I have run Audyssey a few times in the last couple of months due to upgrades. I wondered the same thing and have run it both ways (seats reclined/normal) and couldn't really hear a difference. I would suggest running it both ways in your room and see if you can hear any difference.


----------



## Sonnie (Apr 11, 2006)

I have done the same and not been able to measure any difference with REW... or it was extremely minimal, although I would not necessarily this will be the case in every system/setup/room. This was only with one seat, the primary seat. I have even sat down, reclined, place the mic at the left ear, right ear, nose (and repeat). Very minimal variances from just having the mic about where my nose would be when seating and my recliner closed. It could be more significant with several recliner seats up. YMMV :huh:


----------



## Skrill (Feb 4, 2014)

Thanks for the input -- I will try reclining the seats and running the HT-Shack recommended 8 points (which differs from what I had previously run -- which was the Audyssey recommended 8 points), and see what happens.


----------



## AudiocRaver (Jun 6, 2012)

It seems that some room/seating combinations are more sensitive to seat back position than others. In general it works best to run Audyssey with the seat back in the position where it is most likely to be used.
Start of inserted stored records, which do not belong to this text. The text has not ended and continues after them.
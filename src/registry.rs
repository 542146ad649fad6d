//! Kernel registry and dispatch.
//!
//! The registry maps an (operation name, element type, backend) triple to a
//! concrete kernel. Registration happens once at startup — backend modules
//! install their specializations through [`KernelRegistry::register`] — and
//! the table is read-only afterwards, so any number of threads can dispatch
//! concurrently through a shared reference.
//!
//! There is deliberately no fallback: if no kernel was registered for the
//! exact triple, dispatch fails with
//! [`UnsupportedCombination`](crate::error::Error::UnsupportedCombination)
//! rather than silently substituting a different type or backend.

use std::collections::HashMap;

use crate::arrays::Array;
use crate::backend::Backend;
use crate::dtype::ElementType;
use crate::error::{Error, Result};

/// A concrete per-element computation over two whole arrays.
///
/// Kernels assume their inputs were validated by the execution engine: equal
/// shapes, and element types matching the kernel's own. A plain function
/// pointer keeps the registry `Sync` with no locking.
pub type KernelFn = fn(&Array, &Array, &mut Array) -> Result<()>;

/// Handle to one registered kernel: the callable plus the key it was
/// registered under.
#[derive(Debug)]
pub struct Kernel {
    op: Box<str>,
    elem: ElementType,
    backend: Backend,
    f: KernelFn,
}

impl Kernel {
    /// The operation name this kernel implements.
    pub fn op(&self) -> &str {
        &self.op
    }

    /// The element type this kernel is specialized for.
    pub fn element_type(&self) -> ElementType {
        self.elem
    }

    /// The backend this kernel runs on.
    pub fn backend(&self) -> Backend {
        self.backend
    }

    pub(crate) fn run(&self, lhs: &Array, rhs: &Array, out: &mut Array) -> Result<()> {
        (self.f)(lhs, rhs, out)
    }
}

/// Read-only-after-init table of registered kernels.
///
/// Modeled as an explicitly constructed object passed to dispatch calls; the
/// crate keeps no hidden global kernel state.
#[derive(Debug, Default)]
pub struct KernelRegistry {
    table: HashMap<String, HashMap<(ElementType, Backend), Kernel>>,
}

impl KernelRegistry {
    /// Creates an empty registry.
    pub fn new() -> Self {
        Self::default()
    }

    /// Creates a registry with every built-in kernel installed: the CPU
    /// floor-division family, plus the GPU family when the `wgpu` feature is
    /// enabled.
    pub fn with_builtin_kernels() -> Self {
        let mut reg = Self::new();
        // Built-in registration uses distinct keys, so it cannot collide.
        crate::ops::cpu::register(&mut reg).unwrap_or_else(|e| unreachable!("{e}"));
        #[cfg(feature = "wgpu")]
        crate::ops::wgpu::register(&mut reg).unwrap_or_else(|e| unreachable!("{e}"));
        reg
    }

    /// Registers a kernel for an (op, element type, backend) triple.
    ///
    /// At most one entry may exist per key; a second registration fails with
    /// [`Error::DuplicateKernel`].
    pub fn register(
        &mut self,
        op: &str,
        elem: ElementType,
        backend: Backend,
        f: KernelFn,
    ) -> Result<()> {
        let per_op = self.table.entry(op.to_string()).or_default();
        if per_op.contains_key(&(elem, backend)) {
            return Err(Error::DuplicateKernel {
                op: op.to_string(),
                elem,
                backend,
            });
        }
        log::debug!("registered kernel {op} [{elem}] on {backend:?}");
        per_op.insert(
            (elem, backend),
            Kernel {
                op: op.into(),
                elem,
                backend,
                f,
            },
        );
        Ok(())
    }

    /// Resolves an (op, element type, backend) triple to its kernel handle.
    ///
    /// Resolving the same triple twice returns the same handle. Fails with
    /// [`Error::UnsupportedCombination`] if nothing was registered for the
    /// exact triple.
    pub fn dispatch(&self, op: &str, elem: ElementType, backend: Backend) -> Result<&Kernel> {
        self.table
            .get(op)
            .and_then(|per_op| per_op.get(&(elem, backend)))
            .ok_or_else(|| Error::UnsupportedCombination {
                op: op.to_string(),
                elem,
                backend,
            })
    }

    /// Whether a kernel exists for the triple.
    pub fn supports(&self, op: &str, elem: ElementType, backend: Backend) -> bool {
        self.table
            .get(op)
            .is_some_and(|per_op| per_op.contains_key(&(elem, backend)))
    }

    /// Iterates over all registered (op, element type, backend) keys.
    pub fn keys(&self) -> impl Iterator<Item = (&str, ElementType, Backend)> {
        self.table.iter().flat_map(|(op, per_op)| {
            per_op
                .keys()
                .map(move |&(elem, backend)| (op.as_str(), elem, backend))
        })
    }
}

#[cfg(test)]
mod tests {
    use super::*;

    fn nop(_: &Array, _: &Array, _: &mut Array) -> Result<()> {
        Ok(())
    }

    #[test]
    fn test_register_and_dispatch() {
        let mut reg = KernelRegistry::new();
        reg.register("nop", ElementType::I32, Backend::Cpu, nop)
            .unwrap();
        let k = reg.dispatch("nop", ElementType::I32, Backend::Cpu).unwrap();
        assert_eq!(k.op(), "nop");
        assert_eq!(k.element_type(), ElementType::I32);
        assert_eq!(k.backend(), Backend::Cpu);
    }

    #[test]
    fn test_duplicate_registration_rejected() {
        let mut reg = KernelRegistry::new();
        reg.register("nop", ElementType::I32, Backend::Cpu, nop)
            .unwrap();
        assert!(matches!(
            reg.register("nop", ElementType::I32, Backend::Cpu, nop),
            Err(Error::DuplicateKernel { .. })
        ));
    }

    #[test]
    fn test_no_fallback_across_types_or_backends() {
        let mut reg = KernelRegistry::new();
        reg.register("nop", ElementType::I32, Backend::Cpu, nop)
            .unwrap();
        assert!(matches!(
            reg.dispatch("nop", ElementType::I64, Backend::Cpu),
            Err(Error::UnsupportedCombination { .. })
        ));
        assert!(matches!(
            reg.dispatch("nop", ElementType::I32, Backend::Gpu),
            Err(Error::UnsupportedCombination { .. })
        ));
        assert!(matches!(
            reg.dispatch("other", ElementType::I32, Backend::Cpu),
            Err(Error::UnsupportedCombination { .. })
        ));
    }

    #[test]
    fn test_dispatch_is_idempotent() {
        let mut reg = KernelRegistry::new();
        reg.register("nop", ElementType::I32, Backend::Cpu, nop)
            .unwrap();
        let a = reg.dispatch("nop", ElementType::I32, Backend::Cpu).unwrap();
        let b = reg.dispatch("nop", ElementType::I32, Backend::Cpu).unwrap();
        assert!(std::ptr::eq(a, b));
    }
}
FWIW, we have also found that draping a thick, plushy, soft blanket, folded over several times so it is REALLY soft and thick, over the seat back so it is behind the head - down to the shoulders - reduces reflections and helps reduce that sensitivity to seat back position. The blanket stays in place during measurements and while listening - all the time.


----------



## R2RO (Jul 31, 2014)

Hi Skrill, I wonder what AEQ version you are using and if you found out any significant differences while running Audissey with the reclined seats. I have run it several times mostly with the seats up, but have not noticed any difference, then again, my recliner is on the 2/2 row of seats and is against the backwall, and my walls have acoustic treatments so very few reflections to mess the readings.


----------